Whew! Even though I live right on the ocean now, writing that took my breath away!

- Speaking of cold and water -- do you remember jumping in the pond around May on the first sunny day? It was way too cold to stay in, but heck, you'd waited 9 months! Uh oh, add that to the list of painful things that we did anyway because it was so much fun!

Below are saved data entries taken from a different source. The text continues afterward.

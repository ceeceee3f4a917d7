//! The `CardStore` trait and supporting query types.
//!
//! Storage backends (e.g. `mnemo-store-sqlite`) implement the trait; the API
//! layer depends only on this abstraction.

use std::future::Future;

use chrono::{DateTime, Utc};
use uuid::Uuid;

use crate::{
  card::CardState,
  flashcard::{Flashcard, FlashcardPatch, NewFlashcard},
};

// ─── Query type ──────────────────────────────────────────────────────────────

/// Parameters for [`CardStore::list_flashcards`].
#[derive(Debug, Clone, Default)]
pub struct FlashcardQuery {
  /// Only flashcards carrying this tag.
  pub tag:    Option<String>,
  pub limit:  Option<usize>,
  pub offset: Option<usize>,
}

// ─── Trait ───────────────────────────────────────────────────────────────────

/// Abstraction over a flashcard and card-state backend.
///
/// Card states are written with compare-and-swap: every successful
/// [`put_card_state`](CardStore::put_card_state) bumps the version, and a
/// write against a stale version fails with
/// [`Error::VersionConflict`](crate::Error::VersionConflict) instead of
/// silently overwriting a concurrent review.
///
/// All methods return `Send` futures so the trait can be used from a
/// multi-threaded tokio runtime behind `axum`.
pub trait CardStore: Send + Sync {
  type Error: std::error::Error + Send + Sync + 'static;

  // ── Flashcards ────────────────────────────────────────────────────────

  /// Persist a new flashcard. Identity and timestamps are assigned here.
  fn create_flashcard(
    &self,
    input: NewFlashcard,
  ) -> impl Future<Output = Result<Flashcard, Self::Error>> + Send + '_;

  fn get_flashcard(
    &self,
    id: Uuid,
  ) -> impl Future<Output = Result<Option<Flashcard>, Self::Error>> + Send + '_;

  fn list_flashcards<'a>(
    &'a self,
    query: &'a FlashcardQuery,
  ) -> impl Future<Output = Result<Vec<Flashcard>, Self::Error>> + Send + 'a;

  /// Apply `patch`; `None` if the flashcard does not exist.
  fn update_flashcard(
    &self,
    id: Uuid,
    patch: FlashcardPatch,
  ) -> impl Future<Output = Result<Option<Flashcard>, Self::Error>> + Send + '_;

  /// Delete a flashcard together with every card state that schedules it.
  /// Returns `false` if nothing was deleted.
  fn delete_flashcard(
    &self,
    id: Uuid,
  ) -> impl Future<Output = Result<bool, Self::Error>> + Send + '_;

  // ── Card states ───────────────────────────────────────────────────────

  fn get_card_state<'a>(
    &'a self,
    user_id: &'a str,
    flashcard_id: Uuid,
  ) -> impl Future<Output = Result<Option<CardState>, Self::Error>> + Send + 'a;

  /// Every card state owned by `user_id`, ordered by due date.
  fn list_card_states<'a>(
    &'a self,
    user_id: &'a str,
  ) -> impl Future<Output = Result<Vec<CardState>, Self::Error>> + Send + 'a;

  /// Non-suspended card states due at or before `now`, earliest first.
  fn due_card_states<'a>(
    &'a self,
    user_id: &'a str,
    now: DateTime<Utc>,
    limit: Option<usize>,
  ) -> impl Future<Output = Result<Vec<CardState>, Self::Error>> + Send + 'a;

  /// Write `state`.
  ///
  /// With `expected_version == None` the state must not exist yet and is
  /// inserted. Otherwise the stored version must equal `expected_version`.
  /// Returns the state as persisted, carrying its new version. Ledger
  /// entries already stored are never rewritten; only entries beyond the
  /// stored history are appended.
  fn put_card_state(
    &self,
    state: CardState,
    expected_version: Option<u64>,
  ) -> impl Future<Output = Result<CardState, Self::Error>> + Send + '_;
}
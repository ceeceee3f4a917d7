//! Error type for `mnemo-store-sqlite`.

use thiserror::Error;

#[derive(Debug, Error)]
pub enum Error {
  /// Domain errors, including a lost compare-and-swap race
  /// ([`mnemo_core::Error::VersionConflict`]).
  #[error("core error: {0}")]
  Core(#[from] mnemo_core::Error),

  #[error("database error: {0}")]
  Database(#[from] tokio_rusqlite::Error),

  #[error("json error: {0}")]
  Json(#[from] serde_json::Error),

  #[error("uuid parse error: {0}")]
  Uuid(#[from] uuid::Error),

  #[error("date/time parse error: {0}")]
  DateParse(String),

  /// A column held a value that does not decode to its domain type.
  #[error("unexpected value {value:?} in column {column}")]
  Decode { column: &'static str, value: String },
}

pub type Result<T, E = Error> = std::result::Result<T, E>;
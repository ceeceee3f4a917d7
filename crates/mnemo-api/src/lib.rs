//! JSON REST API for Mnemo.
//!
//! Exposes an axum [`Router`] backed by any [`mnemo_core::store::CardStore`]
//! and a shared [`Scheduler`]. Auth, TLS and transport concerns are the
//! caller's responsibility.
//!
//! # Mounting
//!
//! ```rust,ignore
//! .nest("/api", mnemo_api::api_router(store.clone(), scheduler.clone()))
//! ```

pub mod cards;
pub mod error;
pub mod etag;
pub mod flashcards;

use std::sync::Arc;

use axum::{
  Router,
  routing::{get, post},
};
use mnemo_core::{selector::Scheduler, store::CardStore};

pub use error::ApiError;

/// Shared state threaded through all handlers.
pub struct ApiState<S> {
  pub store:     Arc<S>,
  pub scheduler: Arc<Scheduler>,
}

impl<S> Clone for ApiState<S> {
  fn clone(&self) -> Self {
    Self {
      store:     Arc::clone(&self.store),
      scheduler: Arc::clone(&self.scheduler),
    }
  }
}

/// Build a fully-materialised API router for `store`.
///
/// The returned `Router<()>` can be nested into any parent router regardless
/// of its own state type.
pub fn api_router<S>(store: Arc<S>, scheduler: Arc<Scheduler>) -> Router<()>
where
  S: CardStore + 'static,
{
  Router::new()
    // Flashcards
    .route(
      "/flashcards",
      get(flashcards::list::<S>).post(flashcards::create::<S>),
    )
    .route(
      "/flashcards/{id}",
      get(flashcards::get_one::<S>)
        .put(flashcards::update::<S>)
        .delete(flashcards::delete_one::<S>),
    )
    // Card states
    .route("/users/{user}/cards", get(cards::list::<S>))
    .route("/users/{user}/due", get(cards::due::<S>))
    .route("/users/{user}/cards/{flashcard}", get(cards::get_one::<S>))
    .route(
      "/users/{user}/cards/{flashcard}/review",
      post(cards::review::<S>),
    )
    .route(
      "/users/{user}/cards/{flashcard}/preview",
      get(cards::preview::<S>),
    )
    .route(
      "/users/{user}/cards/{flashcard}/retrievability",
      get(cards::retrievability::<S>),
    )
    .route(
      "/users/{user}/cards/{flashcard}/migrate",
      post(cards::migrate::<S>),
    )
    .route(
      "/users/{user}/cards/{flashcard}/reset",
      post(cards::reset::<S>),
    )
    .route(
      "/users/{user}/cards/{flashcard}/suspend",
      post(cards::suspend::<S>),
    )
    .route(
      "/users/{user}/cards/{flashcard}/unsuspend",
      post(cards::unsuspend::<S>),
    )
    .route(
      "/users/{user}/cards/{flashcard}/history",
      get(cards::history::<S>),
    )
    .with_state(ApiState { store, scheduler })
}
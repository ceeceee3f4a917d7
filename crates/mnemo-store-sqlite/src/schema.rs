//! SQL schema for the Mnemo SQLite store.
//!
//! Executed once at connection startup. Future migrations will be gated on
//! `PRAGMA user_version`.

/// Full schema DDL; idempotent thanks to `CREATE TABLE IF NOT EXISTS`.
pub const SCHEMA: &str = "
PRAGMA journal_mode = WAL;
PRAGMA foreign_keys = ON;

CREATE TABLE IF NOT EXISTS flashcards (
    flashcard_id TEXT PRIMARY KEY,
    front        TEXT NOT NULL,
    back         TEXT NOT NULL,
    tags         TEXT NOT NULL DEFAULT '[]',   -- JSON array of strings
    created_at   TEXT NOT NULL,
    updated_at   TEXT NOT NULL
);

CREATE TABLE IF NOT EXISTS card_states (
    user_id                  TEXT    NOT NULL,
    flashcard_id             TEXT    NOT NULL
                             REFERENCES flashcards(flashcard_id) ON DELETE CASCADE,
    algorithm                TEXT    NOT NULL,   -- 'sm2' | 'fsrs'
    memory_json              TEXT    NOT NULL,   -- tagged MemoryModel
    next_review_date         TEXT    NOT NULL,
    last_review_date         TEXT,
    last_rating              INTEGER,
    total_reviews            INTEGER NOT NULL DEFAULT 0,
    correct_count            INTEGER NOT NULL DEFAULT 0,
    incorrect_count          INTEGER NOT NULL DEFAULT 0,
    average_response_time_ms REAL    NOT NULL DEFAULT 0,
    lapses                   INTEGER NOT NULL DEFAULT 0,
    is_suspended             INTEGER NOT NULL DEFAULT 0,
    state                    TEXT    NOT NULL,   -- display state
    version                  INTEGER NOT NULL,
    PRIMARY KEY (user_id, flashcard_id)
);

-- The review ledger is append-only. Rows are only ever removed by the
-- cascade when their flashcard is deleted.
CREATE TABLE IF NOT EXISTS review_log (
    user_id          TEXT    NOT NULL,
    flashcard_id     TEXT    NOT NULL,
    seq              INTEGER NOT NULL,           -- 0-based position in history
    reviewed_at      TEXT    NOT NULL,
    rating           INTEGER NOT NULL,
    response_time_ms INTEGER,
    interval_before  INTEGER NOT NULL,
    interval_after   INTEGER NOT NULL,
    algorithm        TEXT    NOT NULL,
    correct          INTEGER NOT NULL,
    PRIMARY KEY (user_id, flashcard_id, seq),
    FOREIGN KEY (user_id, flashcard_id)
        REFERENCES card_states(user_id, flashcard_id) ON DELETE CASCADE
);

CREATE INDEX IF NOT EXISTS card_states_due_idx
    ON card_states(user_id, is_suspended, next_review_date);

PRAGMA user_version = 1;
";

- Riding home with a broken arm? Man you WERE tough!!! And you were one of those kids with a cast on!
Oh, that brings back a nice memory of my now-deceased brother: he was a catcher on a high-school team and, during the State Championship Playoffs, a ball hit his left forearm and broke it. He never said a word. Instead he improvised: catching the ball with his right hand, tucking his glove under the left armpit, and throwing the ball with the right hand. Nobody knew. He played the rest of the game like that, and the last two games of the playoffs. I wish I could say they won the championship, but I honestly can't temember. What I do remember was the nobleness of his effort.
His adult life was very hard and it didn't have a lot of high points, but he always had the memory of sacrificing to help his team.

Thank so much for sharing your memories. You opened a floodgate of memories for me.

HEY! Everyone of us should be writing-down our memories to share with future generations, or to share with ourselves as the years go by. Those of us that have family should get their imput and add it in, too. Hmmmm, maybe a chain e-mail or a chain letter.... And we should do it NOW - who knows how much we've already forgotten? Cut-and-paste, here I come!